In spring of 2003, in the midst of Alberta’s mad cow crisis, I found myself unexpectedly dining with the Japanese consul-general. Japan had just closed its borders to imports of Canadian beef because of bovine spongiform encephalopathy. Alberta’s then-premier, Ralph Klein, had responded with a sneering comment about the intelligence of the “Japanese race”—and I’d written a column taking Klein to task. Shortly thereafter I received a last-minute invitation, asking me and my husband to a dinner party at the consulate.
We hired a babysitter, dug deep in the closet for dress-up clothes and headed to the banquet. When we arrived, the consul-general buttonholed me. During Japan’s BSE crisis, he told me, the Japanese refused to eat beef. But here in Alberta, people were eating more beef than ever, defiantly. Why on earth, he wanted to know, were Albertans behaving this way?
Intense concentration leaves our beef industry at risk if something goes awry at one plant. Let alone two. That’s where COVID laid bare our weakness.
I started to explain that we were reasonably sure no infected cows had entered the food chain. But then I had a wee epiphany. I told the diplomat we were eating beef out of perverse patriotic pride. “Alberta Beef” wasn’t just a brand. It was part of our identity. Part of the romance of our open-range cowboy mythology. Part of our inchoate sense of Alberta exceptionalism.
Flash forward to the spring of 2020 and a contagion of a different sort. COVID-19. This time, it wasn’t the cows who were sick. It was the humans responsible for slaughtering and packing them who fell ill, along with the meat inspectors responsible for ensuring the safety of our food. The pandemic exposed another kind of vulnerability in our food chain.
According to Agriculture Canada, 84 per cent of beef slaughter in Canada is done by just two companies: Brazilian-owned JBS, which operates a packing plant in Brooks, and American-owned Cargill, which has a huge plant in High River (and a smaller one in Guelph, Ontario). Add in Harmony, a smaller Canadian-owned plant in Balzac, and three companies alone account for 91 per cent of beef processed in Canada.
It’s a highly efficient system for cattle producers and feedlot operators. But such intense concentration leaves Canada’s beef industry at risk if something goes awry at one plant. Let alone two. And that’s where COVID laid bare our strategic weakness.
In High River this spring more than 920 Cargill employees and 18 federal health inspectors were infected with COVID-19. They in turn infected others. At least 1,500 cases have been linked to that plant, including three fatalities. The JBS plant saw another 650 cases, with one fatality. Brooks, population 14,000, ended up with 1,095 COVID cases overall, almost all linked to the packing plant. A smaller outbreak affected about three-dozen people at the Harmony plant.
The human costs were horrific: thousands were infected, many of them economically vulnerable new immigrants who do physically and emotionally taxing labour.

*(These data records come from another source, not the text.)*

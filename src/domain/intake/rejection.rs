// SPDX-License-Identifier: MPL-2.0
//! Rejection outcomes.
//!
//! These are classification results returned alongside the new batch,
//! not errors.

use super::file::CandidateFile;
use std::fmt;

/// Why a candidate file was refused.
#[derive(Debug, Clone, Copy, PartialEq, Eq, Hash)]
pub enum RejectionReason {
    /// The MIME type is not in the policy's accepted set.
    UnsupportedType,
    /// The file is larger than the policy allows.
    TooLarge,
}

impl fmt::Display for RejectionReason {
    fn fmt(&self, f: &mut fmt::Formatter<'_>) -> fmt::Result {
        match self {
            RejectionReason::UnsupportedType => write!(f, "UnsupportedType"),
            RejectionReason::TooLarge => write!(f, "TooLarge"),
        }
    }
}

/// A refused file together with the reason.
#[derive(Debug, Clone, PartialEq, Eq)]
pub struct Rejection {
    pub file: CandidateFile,
    pub reason: RejectionReason,
}

impl Rejection {
    #[must_use]
    pub fn new(file: CandidateFile, reason: RejectionReason) -> Self {
        Self { file, reason }
    }

    /// Name of the refused file.
    #[must_use]
    pub fn name(&self) -> &str {
        &self.file.name
    }
}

There were financial costs too. Cargill closed for two weeks. JBS slowed production. That created a backlog of 167,000 cows awaiting slaughter. Agriculture Canada says it will take until late autumn to process them all. But cows aren’t widgets. They can’t just be warehoused while we fix the supply chain. They have to be fed and tended and kept healthy. Autumn is when most cattle normally arrive for slaughter, which could compound any bottleneck. As long we have intense corporate concentration, the resiliency of our marquee beef industry remains in peril.
As we brace for a predicted second COVID wave, we need the federal and provincial governments to ensure we can slaughter cows humanely, safely and reliably, while protecting the health and rights of workers. Longer term, we must reassess the intensely industrial way we process the beef we eat and export—and reassess our reliance on a handful of packing plants.
There won’t be simple answers. A cautionary tale:
In 2005, as the BSE crisis dragged on, local farmers and ranchers tried to build a mid-sized slaughterhouse near Stony Plain. They planned a $40-million operation, with capacity to process 800 cattle a day. They got millions from the Klein government. But the plant never opened. In 2008 the Stelmach government sued. The court ordered the owners to pay the province $2.5-million. But the government, an unsecured creditor, never saw a penny. Indeed, it paid another $12-million to buy the empty shell of a building, money that went to the company’s secured creditors. The whole bungled affair cost Albertans $14.5-million, with nary a steak to show for it.
I’d call that a hard lesson learned—if I weren’t sure most people had already forgotten it. So no. There are no simple fixes to add competition and capacity to the system, nor to make plants safer, healthier, more humane work environments. But if we want to maintain our pride on our Alberta beef, we need to face some very hard questions indeed about what happens on the trip between the ranch and the barbecue.
Paula Simons is an independent Senator, a former columnist for the Edmonton Journal and a long-time Albertan.